━━━━━ STORED DATA ━━━━━

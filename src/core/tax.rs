//! Carbon tax and GST arithmetic, and the calculator quote.
//!
//! The glossary rule of the platform: carbon tax is a per-product surcharge
//! proportional to declared CO2 emission, at a fixed rate per kg. The
//! calculator additionally applies GST on the base price, which purchases do
//! not (a purchase total is base price + carbon tax only).

use crate::core::ledger;
use crate::models::Product;

/// Carbon tax for an emission at the configured rate (rupees per kg).
#[must_use]
pub fn carbon_tax_for(co2_emission_kg: f64, rate_per_kg: f64) -> f64 {
    co2_emission_kg * rate_per_kg
}

/// GST on a base price at the configured rate.
#[must_use]
pub fn gst_for(base_price: f64, gst_rate: f64) -> f64 {
    base_price * gst_rate
}

/// A calculator quote for a single product.
#[derive(Debug, Clone, PartialEq)]
pub struct TaxQuote {
    /// Declared CO2 emission in kg
    pub co2_emitted: f64,
    pub base_price: f64,
    pub gst: f64,
    /// Carbon tax as declared on the product
    pub carbon_tax: f64,
    /// Base price + GST + carbon tax
    pub total_price: f64,
    /// Placeholder ledger identifier attached to the quote
    pub tx_hash: String,
}

/// Builds a calculator quote for a product.
///
/// The quote reuses the tax declared on the product rather than recomputing
/// it, so a catalog entry with a hand-tuned tax quotes exactly what the
/// products page shows.
#[must_use]
pub fn quote_product(product: &Product, gst_rate: f64) -> TaxQuote {
    let gst = gst_for(product.base_price, gst_rate);
    TaxQuote {
        co2_emitted: product.co2_emission,
        base_price: product.base_price,
        gst,
        carbon_tax: product.carbon_tax,
        total_price: product.base_price + gst + product.carbon_tax,
        tx_hash: ledger::random_tx_hash(),
    }
}

/// Filters the catalog down to one category for the calculator's product
/// picker. An empty category selection yields an empty list, matching the
/// calculator's "nothing selected yet" state.
#[must_use]
pub fn products_in_category<'a>(products: &'a [Product], category: &str) -> Vec<&'a Product> {
    if category.is_empty() {
        return Vec::new();
    }
    products.iter().filter(|p| p.category == category).collect()
}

━━━━━

- _TASK DETAILS_: Give again exactly, and only, the lines above starting at the one with "a per-product surcharge" and ending at the one with "pub fn quote_product(product: &Product, gst_rate: f64)".

- _EXERCISE ANSWER_:
//! The glossary rule of the platform: carbon tax is a per-product surcharge
//! proportional to declared CO2 emission, at a fixed rate per kg. The
//! calculator additionally applies GST on the base price, which purchases do
//! not (a purchase total is base price + carbon tax only).

use crate::core::ledger;
use crate::models::Product;

/// Carbon tax for an emission at the configured rate (rupees per kg).
#[must_use]
pub fn carbon_tax_for(co2_emission_kg: f64, rate_per_kg: f64) -> f64 {
    co2_emission_kg * rate_per_kg
}

/// GST on a base price at the configured rate.
#[must_use]
pub fn gst_for(base_price: f64, gst_rate: f64) -> f64 {
    base_price * gst_rate
}

/// A calculator quote for a single product.
#[derive(Debug, Clone, PartialEq)]
pub struct TaxQuote {
    /// Declared CO2 emission in kg
    pub co2_emitted: f64,
    pub base_price: f64,
    pub gst: f64,
    /// Carbon tax as declared on the product
    pub carbon_tax: f64,
    /// Base price + GST + carbon tax
    pub total_price: f64,
    /// Placeholder ledger identifier attached to the quote
    pub tx_hash: String,
}

/// Builds a calculator quote for a product.
///
/// The quote reuses the tax declared on the product rather than recomputing
/// it, so a catalog entry with a hand-tuned tax quotes exactly what the
/// products page shows.
#[must_use]
pub fn quote_product(product: &Product, gst_rate: f64) -> TaxQuote {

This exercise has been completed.